(Source records)
========
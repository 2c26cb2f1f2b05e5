//! Gene annotation: models, providers and derived gene structures

pub mod affected;
pub mod consensus;
pub mod gene;
pub mod mock;
pub mod provider;

pub use affected::{
    affected_features, affected_rows, extract_cds_regions, AffectedExon, AffectedGene,
    AffectedRow, AffectedTranscript,
};
pub use consensus::{canonical_transcript, GeneRef, GeneStructure};
pub use gene::{Chromosome, Domain, Gene, GeneFile, Interval, Strand, Transcript};
pub use mock::{AnnotationBundle, ChromosomeGenes, MockAnnotationProvider};
pub use provider::{AnnotationProvider, ReferenceContext, TrackQuery};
========
#### WORK TO BE COMPLETED:
Look above for the line that contains "pub mod mock;". That line and every line after it through the end of the data must be written out exactly, with nothing else.

#### SOLUTION:
pub mod mock;
pub mod provider;

pub use affected::{
    affected_features, affected_rows, extract_cds_regions, AffectedExon, AffectedGene,
    AffectedRow, AffectedTranscript,
};
pub use consensus::{canonical_transcript, GeneRef, GeneStructure};
pub use gene::{Chromosome, Domain, Gene, GeneFile, Interval, Strand, Transcript};
pub use mock::{AnnotationBundle, ChromosomeGenes, MockAnnotationProvider};
pub use provider::{AnnotationProvider, ReferenceContext, TrackQuery};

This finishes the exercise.